By Sean Maraj

As the Coronavirus pandemic progresses, there have been increasing calls from the media, and even musing from Prime Minister Justin Trudeau, to invoke the Emergencies Act (EA).The Emergencies Act is a move of last resort that brings significant implications both from a civil liberties and operations standpoint. 

            Passed by Parliament in 1988, partly out of good luck and the reluctance of successive governments, the EA has never been used nor tested. To understand why, it’s important to take a closer look at the history leading up to the creation of the EA itself. Previous to 1988, the biggest tool in the federal government’s emergency management toolbox was the War Measures Act 1918 (WMA). The WMA, among other things, gave the federal government extraordinary powers in areas normally reserved for the provinces as well as the ability to encroach upon accepted civil liberties. It was used three times – during the two World Wars and in response to the 1970 FLQ crisis. The FLQ Crisis is the most relevant to this discussion as it is the only use of the WMA in response to a purely domestic emergency. Using the WMA, the Canadian Forces patrolled city streets in Montreal, curfews were imposed and one of the greatest mass arrests in Canadian history occurred – in short it was a civil liberties nightmare. It could be argued that the creation of the Canadian Charter of Rights in 1982 was in direct response to the events of the FLQ crisis. Yet in the immediate years after 1982, the WMA remained untouched and could be still be used to circumvent the Charter. 

            The Emergencies Act was supposed to be the answer to the events of the FLQ Crisis. It was designed to be a more nuanced tool. Whereas the WMA was a “one size fits all” type of tool, the EA with its four categories of emergencies (public welfare, public order, international and war) reflected a greater understanding of the dynamic nature of modern emergency management. Still, during its passage several civil liberty scholars like Herbert Marx and J.P Frank were not completely convinced that the EA fully addressed the issues which occurred during the FLQ crisis. Since 1988, and until now, the federal government has faced at least two situations which taken into historical context could be considered reasons to use the Act. The Oka Crisis in 1991 and the 9/11 attacks. In both cases the federal government for better or worse relied on different tools – showing a reluctance to be seen as grabbing power from provinces or revisiting the same troubles which occurred during the FLQ Crisis.

            From an operational perspective, the health portfolio and thus managing the pandemic falls under the power of the provinces. Provincial health authorities are the experts within their jurisdictions and still remain best suited to containing the pandemic. Using the EA would put Ottawa in the driver’s seat where the expertise may not exist to address the specific needs of every region of the country. Instead of taking away the operational control of the pandemic away from the provinces, Ottawa should continue to use such tools as the Quarantine Act to control our border as well as act as a coordinator in providing resources to the provinces.  Should provinces require assistance in terms of enforcing social distancing measures, they can call for military assistance under Section 275 under the National Defence Act which supports “aid to the civil power.” In that circumstance military forces would fall under the authority of the provincial Attorney General. 

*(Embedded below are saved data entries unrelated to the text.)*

// Copyright 2022 Toolchain Labs, Inc. All rights reserved.
// Licensed under the Apache License, Version 2.0 (see LICENSE).

use protos::google::devtools::remoteworkers::v1test2::{
    bots_server::Bots, BotSession, CreateBotSessionRequest, UpdateBotSessionRequest,
};
use tonic::{Request, Response, Status};

use execution_util::{generate_session_name, instance_name_from_session_name};

use crate::api::ExecutionServer;
use crate::BOT_POLL_TIMEOUT;

#[tonic::async_trait]
impl Bots for ExecutionServer {
    #[tracing::instrument(skip_all, fields(opentelemetry = true))]
    async fn create_bot_session(
        &self,
        request: Request<CreateBotSessionRequest>,
    ) -> Result<Response<BotSession>, Status> {
        let request = request.into_inner();
        let instance_name = request.parent;
        let mut session = request
            .bot_session
            .ok_or_else(|| Status::invalid_argument("no `bot_session` was set."))?;

        session.name = generate_session_name(&instance_name);

        self.instances
            .instance(instance_name)
            .poll(&mut session, BOT_POLL_TIMEOUT)
            .await;

        Ok(Response::new(session))
    }

    #[tracing::instrument(skip_all, fields(opentelemetry = true))]
    async fn update_bot_session(
        &self,
        request: Request<UpdateBotSessionRequest>,
    ) -> Result<Response<BotSession>, Status> {
        let request = request.into_inner();
        let mut session = request.bot_session.ok_or_else(|| {
            Status::invalid_argument("No bot_session in `UpdateBotSessionRequest`")
        })?;

        let instance_name =
            instance_name_from_session_name(&session.name).map_err(Status::invalid_argument)?;

        self.instances
            .instance(instance_name)
            .poll(&mut session, BOT_POLL_TIMEOUT)
            .await;

        Ok(Response::new(session))
    }
}
// Copyright 2020 Toolchain Labs, Inc. All rights reserved.
// Licensed under the Apache License, Version 2.0 (see LICENSE).

fn main() -> Result<(), Box<dyn std::error::Error>> {
    let mut config = prost_build::Config::new();
    config.bytes(["."]);
    config.disable_comments(["."]);

    tonic_build::configure()
    .build_client(true)
    .build_server(true)
    .compile_with_config(
        config,
      &[
        "protos/bazelbuild_remote-apis/build/bazel/remote/execution/v2/remote_execution.proto",
        "protos/bazelbuild_remote-apis/build/bazel/semver/semver.proto",
        "protos/googleapis/google/bytestream/bytestream.proto",
        "protos/googleapis/google/devtools/remoteworkers/v1test2/bots.proto",
        "protos/googleapis/google/devtools/remoteworkers/v1test2/command.proto",
        "protos/googleapis/google/devtools/remoteworkers/v1test2/worker.proto",
        "protos/googleapis/google/rpc/code.proto",
        "protos/googleapis/google/rpc/error_details.proto",
        "protos/googleapis/google/rpc/status.proto",
        "protos/googleapis/google/longrunning/operations.proto",
        "protos/standard/google/protobuf/empty.proto",
      ],
      &[
        "protos/bazelbuild_remote-apis",
        "protos/googleapis",
        "protos/standard",
      ],
    )?;

    Ok(())
}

            While it’s indisputable at this stage that the current pandemic represents a national emergency, both for historical and operational reasons the Emergencies Act is unsuited to be used in the current situation and could be a catalyst that makes the cure worse than the disease.

One thought on “Think twice about the Emergencies Act

  1. [* Shield plugin marked this comment as “0”. Reason: Human SPAM filter found “[..” in “comment_content” *]
    Sean, a nice article. However, regarding ‘Aid of the Civil Power’, it is not likely it can be used to enforce social distancing as you have suggested.

    Part VI of the National Defence Act (NDA) specifies ‘Aid of the Civil Power’ can be provided in:

    “[…] any case in which a riot or disturbance of the peace, beyond the powers of the civil authorities to suppress, prevent or deal with and requiring that service, occurs or is, in the opinion of an attorney general, considered as likely to occur”.

    The Criminal Code further defines a ‘riot’ as “an unlawful assembly that has begun to disturb the peace tumultuously” (Section 64).

    Not abiding by social distancing recommendations cannot be characterized as a ‘riot’ or a ‘disturbance of the peace’. As such, ‘Aid of the Civil Power’ would not apply.

    Something else to note, when called upon, the military would not fall under the authority of an attorney general. The NDA states that service members must “act only as a military body and are individually liable to obey the orders of their superior officers” (Section 282). Per Queen’s Regulations and Orders, this means that:

    “[…] officers and non-commissioned members, while acting in aid of the civil power, have and may exercise all of the powers and duties of constables but are not to be considered constables in the service of the civil authorities. They continue to be part of the armed forces and to be governed as such by the ordinary norms of service discipline and […] liable to obey the orders of their superior officers”.